Graf, F. E.; Goodman, R. N.; Gallichan, S.; Forrest, S.; Picton-Barlow, E.; Fraser, A. J.; Phan, M.-D.; Mphasa, M.; Hubbard, A. T.; Musicha, P.; Schembri, M. A.; Roberts, A. P.; Edwards, T.; Lewis, J. M.; Feasey, N. A.

Infections with Enterobacterales (E) are increasingly difficult to treat due to antimicrobial resistance. After ceftriaxone replaced chloramphenicol (CHL) as empiric therapy for suspected sepsis in Malawi in 2004, ESBL-E rapidly emerged.
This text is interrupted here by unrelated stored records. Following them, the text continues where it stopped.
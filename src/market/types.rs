use crate::error::MarketError;
use serde::{Deserialize, Serialize};
use std::fmt;
use std::str::FromStr;
use std::time::{SystemTime, UNIX_EPOCH};

#[derive(Debug, Clone, Copy, Serialize, Deserialize, PartialEq, Eq)]
#[serde(rename_all = "lowercase")]
pub enum ConnectionStatus {
    Disconnected,
    Connecting,
    Connected,
    Reconnecting,
    Error,
}

#[derive(Debug, Clone, Copy, Serialize, Deserialize, PartialEq, Eq)]
#[serde(rename_all = "snake_case")]
pub enum ConnectionMode {
    Multiplexed,
    PerTopic,
}

#[derive(Debug, Clone, Serialize)]
#[serde(rename_all = "camelCase")]
pub struct ConnectionSnapshot {
    pub status: ConnectionStatus,
    pub mode: ConnectionMode,
    pub topics: Vec<String>,
    pub reconnect_attempt: u32,
    pub generation: u64,
    pub last_connected_at_ms: Option<i64>,
    pub connect_in_flight: bool,
}

impl ConnectionSnapshot {
    pub fn disconnected() -> Self {
        Self {
            status: ConnectionStatus::Disconnected,
            mode: ConnectionMode::Multiplexed,
            topics: Vec::new(),
            reconnect_attempt: 0,
            generation: 0,
            last_connected_at_ms: None,
            connect_in_flight: false,
        }
    }
}

#[derive(Debug, Clone, Copy, Serialize, Deserialize, PartialEq, Eq, Hash, PartialOrd, Ord)]
pub enum Interval {
    #[serde(rename = "1s")]
    S1,
    #[serde(rename = "1m")]
    M1,
    #[serde(rename = "3m")]
    M3,
    #[serde(rename = "5m")]
    M5,
    #[serde(rename = "15m")]
    M15,
    #[serde(rename = "30m")]
    M30,
    #[serde(rename = "1h")]
    H1,
    #[serde(rename = "2h")]
    H2,
    #[serde(rename = "4h")]
    H4,
    #[serde(rename = "6h")]
    H6,
    #[serde(rename = "8h")]
    H8,
    #[serde(rename = "12h")]
    H12,
    #[serde(rename = "1d")]
    D1,
    #[serde(rename = "3d")]
    D3,
    #[serde(rename = "1w")]
    W1,
    #[serde(rename = "1M")]
    Mo1,
}

impl Interval {
    pub const ALL: [Interval; 16] = [
        Self::S1,
        Self::M1,
        Self::M3,
        Self::M5,
        Self::M15,
        Self::M30,
        Self::H1,
        Self::H2,
        Self::H4,
        Self::H6,
        Self::H8,
        Self::H12,
        Self::D1,
        Self::D3,
        Self::W1,
        Self::Mo1,
    ];

    pub fn as_str(self) -> &'static str {
        match self {
            Self::S1 => "1s",
            Self::M1 => "1m",
            Self::M3 => "3m",
            Self::M5 => "5m",
            Self::M15 => "15m",
            Self::M30 => "30m",
            Self::H1 => "1h",
            Self::H2 => "2h",
            Self::H4 => "4h",
            Self::H6 => "6h",
            Self::H8 => "8h",
            Self::H12 => "12h",
            Self::D1 => "1d",
            Self::D3 => "3d",
            Self::W1 => "1w",
            Self::Mo1 => "1M",
        }
    }

    pub fn duration_ms(self) -> i64 {
        match self {
            Self::S1 => 1_000,
            Self::M1 => 60_000,
            Self::M3 => 180_000,
            Self::M5 => 300_000,
            Self::M15 => 900_000,
            Self::M30 => 1_800_000,
            Self::H1 => 3_600_000,
            Self::H2 => 7_200_000,
            Self::H4 => 14_400_000,
            Self::H6 => 21_600_000,
            Self::H8 => 28_800_000,
            Self::H12 => 43_200_000,
            Self::D1 => 86_400_000,
            Self::D3 => 259_200_000,
            Self::W1 => 604_800_000,
            Self::Mo1 => 2_592_000_000,
        }
    }

    /// Second-granularity charts follow individual trades; everything else
    /// follows the exchange's own kline stream.
    pub fn feed(self) -> CandleFeed {
        match self {
            Self::S1 => CandleFeed::Trade,
            _ => CandleFeed::Kline,
        }
    }

    pub fn parse_str(value: &str) -> Result<Self, MarketError> {
        Self::ALL
            .into_iter()
            .find(|interval| interval.as_str() == value.trim())
            .ok_or_else(|| MarketError::InvalidArgument(format!("unsupported interval '{value}'")))
    }
}

impl FromStr for Interval {
    type Err = MarketError;

    fn from_str(value: &str) -> Result<Self, Self::Err> {
        Self::parse_str(value)
    }
}

impl fmt::Display for Interval {
    fn fmt(&self, f: &mut fmt::Formatter<'_>) -> fmt::Result {
        f.write_str(self.as_str())
    }
}

/// Where a subscription's candle ticks come from. Fixed for the lifetime of
/// the subscription; the two volume policies never meet on one series.
#[derive(Debug, Clone, Copy, Serialize, Deserialize, PartialEq, Eq)]
#[serde(rename_all = "lowercase")]
pub enum CandleFeed {
    /// Kline snapshots report cumulative bucket volume: keep the maximum.
    Kline,
    /// Trades report incremental volume: sum it.
    Trade,
}

#[derive(Debug, Clone, PartialEq, Eq, Hash, PartialOrd, Ord)]
pub struct SubscriptionKey {
    pub symbol: String,
    pub interval: Interval,
}

impl SubscriptionKey {
    pub fn new(symbol: impl Into<String>, interval: Interval) -> Self {
        Self {
            symbol: symbol.into(),
            interval,
        }
    }
}

impl fmt::Display for SubscriptionKey {
    fn fmt(&self, f: &mut fmt::Formatter<'_>) -> fmt::Result {
        write!(f, "{}:{}", self.symbol, self.interval)
    }
}

#[derive(Debug, Clone, Serialize, Deserialize, PartialEq)]
#[serde(rename_all = "camelCase")]
pub struct Candle {
    pub period_start: i64,
    pub open: f64,
    pub high: f64,
    pub low: f64,
    pub close: f64,
    pub volume: f64,
}

impl Candle {
    /// Opens a bar from the first tick of a period.
    pub fn from_tick(period_start: i64, tick: &CandleTick) -> Self {
        let close = tick.close;
        let open = tick.open.unwrap_or(close);
        let high = tick.high.unwrap_or(close).max(open).max(close);
        let low = tick.low.unwrap_or(close).min(open).min(close);
        Self {
            period_start,
            open,
            high,
            low,
            close,
            volume: tick.volume.max(0.0),
        }
    }

    /// Merges a same-period tick in place. `open` never changes.
    pub fn apply_tick(&mut self, tick: &CandleTick, feed: CandleFeed) {
        let close = tick.close;
        self.high = self.high.max(tick.high.unwrap_or(close)).max(close);
        self.low = self.low.min(tick.low.unwrap_or(close)).min(close);
        self.close = close;
        match feed {
            CandleFeed::Kline => self.volume = self.volume.max(tick.volume),
            CandleFeed::Trade => self.volume += tick.volume.max(0.0),
        }
    }

    pub fn is_consistent(&self) -> bool {
        self.low <= self.open.min(self.close)
            && self.open.max(self.close) <= self.high
            && self.volume >= 0.0
    }
}

/// A normalized price update on its way into the aggregator.
///
/// Kline ticks carry the exchange's bar-open time in `period_start`; trade
/// ticks leave it empty and are bucketed by `event_time`.
#[derive(Debug, Clone, PartialEq)]
pub struct CandleTick {
    pub source: CandleFeed,
    pub event_time: i64,
    pub period_start: Option<i64>,
    pub open: Option<f64>,
    pub high: Option<f64>,
    pub low: Option<f64>,
    pub close: f64,
    pub volume: f64,
}

impl CandleTick {
    pub fn trade(event_time: i64, price: f64, quantity: f64) -> Self {
        Self {
            source: CandleFeed::Trade,
            event_time,
            period_start: None,
            open: Some(price),
            high: Some(price),
            low: Some(price),
            close: price,
            volume: quantity,
        }
    }

    pub fn kline(period_start: i64, open: f64, high: f64, low: f64, close: f64, volume: f64) -> Self {
        Self {
            source: CandleFeed::Kline,
            event_time: period_start,
            period_start: Some(period_start),
            open: Some(open),
            high: Some(high),
            low: Some(low),
            close,
            volume,
        }
    }
}

/// Rolling 24h statistics pushed on ticker-class streams.
#[derive(Debug, Clone, Serialize, Deserialize, PartialEq)]
#[serde(rename_all = "camelCase")]
pub struct TickerSummary {
    pub symbol: String,
    pub event_time: i64,
    pub last_price: f64,
    pub open_price: f64,
    pub high_price: f64,
    pub low_price: f64,
    pub price_change: f64,
    pub price_change_percent: f64,
    pub volume: f64,
    pub quote_volume: f64,
}

#[derive(Debug, Clone, Serialize, Deserialize, PartialEq)]
#[serde(rename_all = "camelCase")]
pub struct DepthUpdate {
    pub symbol: String,
    pub event_time: i64,
    pub first_update_id: u64,
    pub final_update_id: u64,
    pub bids: Vec<(f64, f64)>,
    pub asks: Vec<(f64, f64)>,
}

/// Point-in-time 24h statistics loaded over REST.
#[derive(Debug, Clone, Serialize, Deserialize, PartialEq)]
#[serde(rename_all = "camelCase")]
pub struct MarketSummary {
    pub symbol: String,
    pub last_price: f64,
    pub open_price: f64,
    pub high_price: f64,
    pub low_price: f64,
    pub price_change: f64,
    pub price_change_percent: f64,
    pub volume: f64,
    pub quote_volume: f64,
    pub open_time: i64,
    pub close_time: i64,
    pub trade_count: u64,
}

#[derive(Debug, Deserialize)]
#[serde(rename_all = "camelCase")]
pub struct SummaryWire {
    pub symbol: String,
    pub price_change: String,
    pub price_change_percent: String,
    pub last_price: String,
    pub open_price: String,
    pub high_price: String,
    pub low_price: String,
    pub volume: String,
    pub quote_volume: String,
    pub open_time: i64,
    pub close_time: i64,
    #[serde(default)]
    pub count: u64,
}

impl TryFrom<SummaryWire> for MarketSummary {
    type Error = MarketError;

    fn try_from(value: SummaryWire) -> Result<Self, Self::Error> {
        let fields = [
            value.last_price.parse::<f64>()?,
            value.open_price.parse::<f64>()?,
            value.high_price.parse::<f64>()?,
            value.low_price.parse::<f64>()?,
            value.price_change.parse::<f64>()?,
            value.price_change_percent.parse::<f64>()?,
            value.volume.parse::<f64>()?,
            value.quote_volume.parse::<f64>()?,
        ];
        if fields.iter().any(|field| !field.is_finite()) {
            return Err(MarketError::InvalidResponse(
                "24hr summary values must be finite".to_string(),
            ));
        }
        let [last_price, open_price, high_price, low_price, price_change, price_change_percent, volume, quote_volume] =
            fields;

        Ok(Self {
            symbol: value.symbol,
            last_price,
            open_price,
            high_price,
            low_price,
            price_change,
            price_change_percent,
            volume: volume.max(0.0),
            quote_volume: quote_volume.max(0.0),
            open_time: value.open_time,
            close_time: value.close_time,
            trade_count: value.count,
        })
    }
}

#[derive(Debug, Deserialize)]
#[allow(dead_code)]
pub struct KlineWire(
    pub i64,
    pub String,
    pub String,
    pub String,
    pub String,
    pub String,
    pub i64,
    pub String,
    pub u64,
    pub String,
    pub String,
    pub String,
);

impl TryFrom<KlineWire> for Candle {
    type Error = MarketError;

    fn try_from(value: KlineWire) -> Result<Self, Self::Error> {
        let open = value.1.parse::<f64>()?;
        let high = value.2.parse::<f64>()?;
        let low = value.3.parse::<f64>()?;
        let close = value.4.parse::<f64>()?;
        let volume = value.5.parse::<f64>()?;

        if !open.is_finite()
            || !high.is_finite()
            || !low.is_finite()
            || !close.is_finite()
            || !volume.is_finite()
        {
            return Err(MarketError::InvalidResponse(
                "kline values must be finite".to_string(),
            ));
        }

        Ok(Self {
            period_start: value.0,
            open,
            high: high.max(open).max(close),
            low: low.min(open).min(close),
            close,
            volume: volume.max(0.0),
        })
    }
}

pub fn normalize_symbol(symbol: &str) -> Result<String, MarketError> {
    let symbol = symbol.trim().to_ascii_uppercase();
    if symbol.is_empty() || !symbol.chars().all(|ch| ch.is_ascii_alphanumeric()) {
        return Err(MarketError::InvalidArgument(
            "symbol must be non-empty alphanumeric ASCII".to_string(),
        ));
    }
    Ok(symbol)
}

pub fn candle_bucket_open_time(timestamp_ms: i64, interval_ms: i64) -> i64 {
    if interval_ms <= 0 {
        return timestamp_ms;
    }
    timestamp_ms - timestamp_ms.rem_euclid(interval_ms)
}

pub fn now_unix_ms() -> i64 {
    match SystemTime::now().duration_since(UNIX_EPOCH) {
        Ok(duration) => duration.as_millis().min(i64::MAX as u128) as i64,
        Err(_) => 0,
    }
}

#[cfg(test)]
mod tests {
    use super::*;

    #[test]
    fn interval_labels_round_trip_through_parse() {
        for interval in Interval::ALL {
            assert_eq!(Interval::parse_str(interval.as_str()).ok(), Some(interval));
        }
        assert!(Interval::parse_str("7m").is_err());
    }

    #[test]
    fn month_and_minute_labels_are_case_sensitive() {
        assert_eq!("1M".parse::<Interval>().ok(), Some(Interval::Mo1));
        assert_eq!("1m".parse::<Interval>().ok(), Some(Interval::M1));
    }

    #[test]
    fn only_second_interval_is_trade_fed() {
        assert_eq!(Interval::S1.feed(), CandleFeed::Trade);
        assert_eq!(Interval::M1.feed(), CandleFeed::Kline);
        assert_eq!(Interval::D1.feed(), CandleFeed::Kline);
    }

    #[test]
    fn bucket_open_time_floors_to_interval() {
        assert_eq!(candle_bucket_open_time(125_000, 60_000), 120_000);
        assert_eq!(candle_bucket_open_time(60_000, 60_000), 60_000);
        assert_eq!(candle_bucket_open_time(-1, 60_000), -60_000);
    }

    #[test]
    fn normalizes_symbol_to_uppercase() {
        assert_eq!(normalize_symbol(" btcusdt ").ok().as_deref(), Some("BTCUSDT"));
        assert!(normalize_symbol("").is_err());
        assert!(normalize_symbol("BTC/USDT").is_err());
    }

    #[test]
    fn kline_tick_merge_keeps_open_and_max_volume() {
        let mut candle = Candle::from_tick(
            60_000,
            &CandleTick::kline(60_000, 100.0, 110.0, 95.0, 105.0, 10.0),
        );
        candle.apply_tick(
            &CandleTick::kline(60_000, 100.0, 112.0, 95.0, 108.0, 14.0),
            CandleFeed::Kline,
        );
        assert_eq!(candle.open, 100.0);
        assert_eq!(candle.high, 112.0);
        assert_eq!(candle.close, 108.0);
        assert_eq!(candle.volume, 14.0);
        assert!(candle.is_consistent());
    }

    #[test]
    fn seeding_repairs_inconsistent_extremes() {
        let candle = Candle::from_tick(0, &CandleTick::kline(0, 10.0, 9.0, 11.0, 10.5, 1.0));
        assert!(candle.is_consistent());
        assert_eq!(candle.high, 10.5);
        assert_eq!(candle.low, 10.0);
    }

    #[test]
    fn rejects_non_finite_kline_rows() {
        let wire = KlineWire(
            0,
            "1".to_string(),
            "NaN".to_string(),
            "1".to_string(),
            "1".to_string(),
            "1".to_string(),
            59_999,
            "0".to_string(),
            0,
            "0".to_string(),
            "0".to_string(),
            "0".to_string(),
        );
        assert!(Candle::try_from(wire).is_err());
    }
}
Concurrently, resistance to CHL in Escherichia coli and Klebsiella spp. decreased, raising the possibility of CHL re-introduction. However, many phenotypically susceptible isolates still carry CHL acetyltransferase (CAT) genes. We used a combination of genomics, phenotypic susceptibility assays, experimental evolution and functional assays for CAT activity to understand the molecular mechanisms and stability of this re-emerging CHL susceptibility. Of 840 Malawian isolates, 31% had discordant CHL susceptibility genotype-phenotype, and we selected 42 isolates for in-depth analysis. Stable degradation of cat genes by insertion sequences led to re-emergence of CHL susceptibility. Our study suggests CHL could be reintroduced as reserve agent for critically ill patients with ESBL-E infections in Malawi and similar settings and highlights the ongoing challenges in inferring antimicrobial resistance from sequence data.